Os deputados da Assembleia Legislativa do Rio (Alerj) derrubaram o veto à chamada “Gratificação Faroeste”, que prevê bônus de até 150% para policiais que apreenderem as chamadas armas de guerra ou que “neutralizarem” criminosos — termo usado como eufemismo para mortes em operações policiais.
Com a decisão, os servidores poderão receber gratificações que variam de 10% a 150% dos vencimentos. O veto havia sido aplicado pelo governador Cláudio Castro (PL), sob o argumento de que a medida criaria despesas incompatíveis com as regras do Regime de Recuperação Fiscal.
A derrubada do veto foi confirmada em uma segunda votação entre os deputados, após a anulação do resultado da primeira. Ao todo, 40 votaram pela derrubada do veto, 24 pela manutenção e houve uma abstenção.

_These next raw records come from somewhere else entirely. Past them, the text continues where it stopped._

impl Filesystem for BbfsAdapter {
    fn lookup(&mut self, _req: &Request<'_>, parent: u64, name: &OsStr, reply: ReplyEntry) {
        let rel = match self.child_rel(parent, name) {
            Some(rel) => rel,
            None => return reply.error(libc::ENOENT),
        };
        let ino = self.inodes.lock().ino_for(&rel);
        match self.attr_for(ino, &rel) {
            Ok(attr) => reply.entry(&TTL, &attr, 0),
            Err(errno) => {
                self.inodes.lock().forget_path(&rel);
                reply.error(errno)
            }
        }
    }

    fn getattr(&mut self, _req: &Request<'_>, ino: u64, reply: ReplyAttr) {
        let rel = match self.inodes.lock().path_of(ino) {
            Some(rel) => rel,
            None => return reply.error(libc::ENOENT),
        };
        match self.attr_for(ino, &rel) {
            Ok(attr) => reply.attr(&TTL, &attr),
            Err(errno) => reply.error(errno),
        }
    }

    fn setattr(
        &mut self,
        _req: &Request<'_>,
        ino: u64,
        mode: Option<u32>,
        uid: Option<u32>,
        gid: Option<u32>,
        size: Option<u64>,
        _atime: Option<TimeOrNow>,
        _mtime: Option<TimeOrNow>,
        _ctime: Option<SystemTime>,
        fh: Option<u64>,
        _crtime: Option<SystemTime>,
        _chgtime: Option<SystemTime>,
        _bkuptime: Option<SystemTime>,
        _flags: Option<u32>,
        reply: ReplyAttr,
    ) {
        let rel = match self.inodes.lock().path_of(ino) {
            Some(rel) => rel,
            None => return reply.error(libc::ENOENT),
        };
        let full = self.full_path(&rel);

        if let Some(mode) = mode {
            use std::os::unix::fs::PermissionsExt;
            if let Err(err) = std::fs::set_permissions(&full, std::fs::Permissions::from_mode(mode)) {
                return reply.error(io_errno(err));
            }
        }

        if uid.is_some() || gid.is_some() {
            let uid = uid.map(nix::unistd::Uid::from_raw);
            let gid = gid.map(nix::unistd::Gid::from_raw);
            if let Err(err) = nix::unistd::chown(&full, uid, gid) {
                return reply.error(nix_errno(err));
            }
        }

        if let Some(new_size) = size {
            let open_handle = fh.and_then(|fh| self.handle_for_fh(fh));
            let result = match open_handle {
                Some(handle) => self.engine.truncate(&handle, new_size),
                None => match self.engine.open(&full) {
                    Ok(handle) => self.engine.truncate(&handle, new_size),
                    Err(err) => Err(err),
                },
            };
            if let Err(err) = result {
                return reply.error(bbfs_errno(err));
            }
        }

        match self.attr_for(ino, &rel) {
            Ok(attr) => reply.attr(&TTL, &attr),
            Err(errno) => reply.error(errno),
        }
    }

    fn mkdir(
        &mut self,
        _req: &Request<'_>,
        parent: u64,
        name: &OsStr,
        mode: u32,
        _umask: u32,
        reply: ReplyEntry,
    ) {
        let rel = match self.child_rel(parent, name) {
            Some(rel) => rel,
            None => return reply.error(libc::ENOENT),
        };
        let full = self.full_path(&rel);
        if let Err(err) = std::fs::create_dir(&full) {
            return reply.error(io_errno(err));
        }
        let _ = set_mode(&full, mode);
        let ino = self.inodes.lock().ino_for(&rel);
        match self.attr_for(ino, &rel) {
            Ok(attr) => reply.entry(&TTL, &attr, 0),
            Err(errno) => reply.error(errno),
        }
    }

    fn rmdir(&mut self, _req: &Request<'_>, parent: u64, name: &OsStr, reply: ReplyEmpty) {
        let rel = match self.child_rel(parent, name) {
            Some(rel) => rel,
            None => return reply.error(libc::ENOENT),
        };
        let full = self.full_path(&rel);
        match std::fs::remove_dir(&full) {
            Ok(()) => {
                self.inodes.lock().forget_path(&rel);
                reply.ok()
            }
            Err(err) => reply.error(io_errno(err)),
        }
    }

    fn unlink(&mut self, _req: &Request<'_>, parent: u64, name: &OsStr, reply: ReplyEmpty) {
        let rel = match self.child_rel(parent, name) {
            Some(rel) => rel,
            None => return reply.error(libc::ENOENT),
        };
        let full = self.full_path(&rel);
        let handle = match self.engine.open(&full) {
            Ok(handle) => handle,
            Err(err) => return reply.error(bbfs_errno(err)),
        };
        match self.engine.unlink(&handle) {
            Ok(()) => {
                self.inodes.lock().forget_path(&rel);
                reply.ok()
            }
            Err(err) => reply.error(bbfs_errno(err)),
        }
    }

    fn rename(
        &mut self,
        _req: &Request<'_>,
        parent: u64,
        name: &OsStr,
        newparent: u64,
        newname: &OsStr,
        _flags: u32,
        reply: ReplyEmpty,
    ) {
        let old_rel = match self.child_rel(parent, name) {
            Some(rel) => rel,
            None => return reply.error(libc::ENOENT),
        };
        let new_rel = match self.child_rel(newparent, newname) {
            Some(rel) => rel,
            None => return reply.error(libc::ENOENT),
        };
        let old_full = self.full_path(&old_rel);
        let new_full = self.full_path(&new_rel);
        match std::fs::rename(&old_full, &new_full) {
            Ok(()) => {
                self.inodes.lock().rename(&old_rel, &new_rel);
                reply.ok()
            }
            Err(err) => reply.error(io_errno(err)),
        }
    }

    fn open(&mut self, _req: &Request<'_>, ino: u64, _flags: i32, reply: ReplyOpen) {
        let rel = match self.inodes.lock().path_of(ino) {
            Some(rel) => rel,
            None => return reply.error(libc::ENOENT),
        };
        let full = self.full_path(&rel);
        match self.engine.open(&full) {
            Ok(handle) => {
                let fh = self.next_fh.fetch_add(1, Ordering::SeqCst);
                self.open_files.lock().insert(fh, handle);
                reply.opened(fh, 0);
            }
            Err(err) => reply.error(bbfs_errno(err)),
        }
    }

    fn create(
        &mut self,
        _req: &Request<'_>,
        parent: u64,
        name: &OsStr,
        mode: u32,
        _umask: u32,
        _flags: i32,
        reply: ReplyCreate,
    ) {
        let rel = match self.child_rel(parent, name) {
            Some(rel) => rel,
            None => return reply.error(libc::ENOENT),
        };
        let full = self.full_path(&rel);
        let handle = match self.engine.open(&full) {
            Ok(handle) => handle,
            Err(err) => return reply.error(bbfs_errno(err)),
        };
        let _ = set_mode(&full, mode);
        let ino = self.inodes.lock().ino_for(&rel);
        let fh = self.next_fh.fetch_add(1, Ordering::SeqCst);
        self.open_files.lock().insert(fh, handle);
        match self.attr_for(ino, &rel) {
            Ok(attr) => reply.created(&TTL, &attr, 0, fh, 0),
            Err(errno) => reply.error(errno),
        }
    }

    fn read(
        &mut self,
        _req: &Request<'_>,
        _ino: u64,
        fh: u64,
        offset: i64,
        size: u32,
        _flags: i32,
        _lock_owner: Option<u64>,
        reply: ReplyData,
    ) {
        let handle = match self.handle_for_fh(fh) {
            Some(handle) => handle,
            None => return reply.error(libc::EBADF),
        };
        match self.engine.read(&handle, size as u64, offset as u64) {
            Ok(data) => reply.data(&data),
            Err(err) => reply.error(bbfs_errno(err)),
        }
    }

    fn write(
        &mut self,
        _req: &Request<'_>,
        _ino: u64,
        fh: u64,
        offset: i64,
        data: &[u8],
        _write_flags: u32,
        _flags: i32,
        _lock_owner: Option<u64>,
        reply: ReplyWrite,
    ) {
        let handle = match self.handle_for_fh(fh) {
            Some(handle) => handle,
            None => return reply.error(libc::EBADF),
        };
        match self.engine.write(&handle, data, offset as u64) {
            Ok(written) => reply.written(written as u32),
            Err(err) => reply.error(bbfs_errno(err)),
        }
    }

    fn flush(&mut self, _req: &Request<'_>, _ino: u64, fh: u64, _lock_owner: u64, reply: ReplyEmpty) {
        match self.handle_for_fh(fh) {
            Some(handle) => match self.engine.close(&handle) {
                Ok(()) => reply.ok(),
                Err(err) => reply.error(bbfs_errno(err)),
            },
            None => reply.error(libc::EBADF),
        }
    }

    fn release(
        &mut self,
        _req: &Request<'_>,
        _ino: u64,
        fh: u64,
        _flags: i32,
        _lock_owner: Option<u64>,
        _flush: bool,
        reply: ReplyEmpty,
    ) {
        self.open_files.lock().remove(&fh);
        reply.ok();
    }

    fn fsync(&mut self, _req: &Request<'_>, _ino: u64, fh: u64, _datasync: bool, reply: ReplyEmpty) {
        match self.handle_for_fh(fh) {
            Some(handle) => match self.engine.close(&handle) {
                Ok(()) => reply.ok(),
                Err(err) => reply.error(bbfs_errno(err)),
            },
            None => reply.error(libc::EBADF),
        }
    }

    fn opendir(&mut self, _req: &Request<'_>, _ino: u64, _flags: i32, reply: ReplyOpen) {
        reply.opened(0, 0);
    }

    fn releasedir(&mut self, _req: &Request<'_>, _ino: u64, _fh: u64, _flags: i32, reply: ReplyEmpty) {
        reply.ok();
    }

    fn readdir(
        &mut self,
        _req: &Request<'_>,
        ino: u64,
        _fh: u64,
        offset: i64,
        mut reply: ReplyDirectory,
    ) {
        let rel = match self.inodes.lock().path_of(ino) {
            Some(rel) => rel,
            None => return reply.error(libc::ENOENT),
        };
        let full = self.full_path(&rel);

        let mut entries: Vec<(PathBuf, FileType)> = vec![
            (rel.clone(), FileType::Directory),
            (rel.clone(), FileType::Directory),
        ];
        let dir = match std::fs::read_dir(&full) {
            Ok(dir) => dir,
            Err(err) => return reply.error(io_errno(err)),
        };
        for entry in dir.flatten() {
            let child_rel = rel.join(entry.file_name());
            let kind = match entry.file_type() {
                Ok(ft) if ft.is_dir() => FileType::Directory,
                Ok(ft) if ft.is_symlink() => FileType::Symlink,
                _ => FileType::RegularFile,
            };
            entries.push((child_rel, kind));
        }

        for (idx, (child_rel, kind)) in entries.into_iter().enumerate().skip(offset as usize) {
            let name = if idx == 0 {
                ".".into()
            } else if idx == 1 {
                "..".into()
            } else {
                child_rel.file_name().unwrap_or_default().to_os_string()
            };
            let child_ino = if idx < 2 {
                ino
            } else {
                self.inodes.lock().ino_for(&child_rel)
            };
            if reply.add(child_ino, (idx + 1) as i64, kind, name) {
                break;
            }
        }
        reply.ok();
    }

    fn statfs(&mut self, _req: &Request<'_>, _ino: u64, reply: ReplyStatfs) {
        match nix::sys::statvfs::statvfs(&self.backing_root) {
            Ok(stat) => reply.statfs(
                stat.blocks(),
                stat.blocks_free(),
                stat.blocks_available(),
                stat.files(),
                stat.files_free(),
                stat.fragment_size() as u32,
                stat.name_max() as u32,
                stat.fragment_size() as u32,
            ),
            Err(err) => reply.error(nix_errno(err)),
        }
    }
}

Deputados de oposição vão acionar a Justiça contra bônus por mortes em operações
Deputados do PSOL anunciaram que vão acionar o Judiciário contra a manutenção da chamada “Gratificação Faroeste”. Flávio Serafini e Renata Souza preparam um documento de 26 páginas para contestar a decisão da Alerj.
“Não é pagamento por bravura, é pagamento pela morte de outra pessoa. Isso é inconstitucional”, afirmou Renata em plenário.
Gratificação pode desiquilibrar a carreira policial, afirma Luiz Paulo
O deputado Luiz Paulo (PSD) criticou a gratificação ao afirmar que o bônus não configura promoção na carreira, mas sim uma remuneração extra baseada em critérios subjetivos, como atos de bravura. Segundo ele, esse tipo de reconhecimento não pode comprometer as regras de antiguidade e merecimento, pilares que garantem equilíbrio e previsibilidade na carreira policial.
“A medida distorce a estrutura da Polícia Civil. Reconhecer atos heroicos é justo, mas isso não pode acontecer passando à frente de quem tem 20 ou 30 anos de serviço”, afirmou.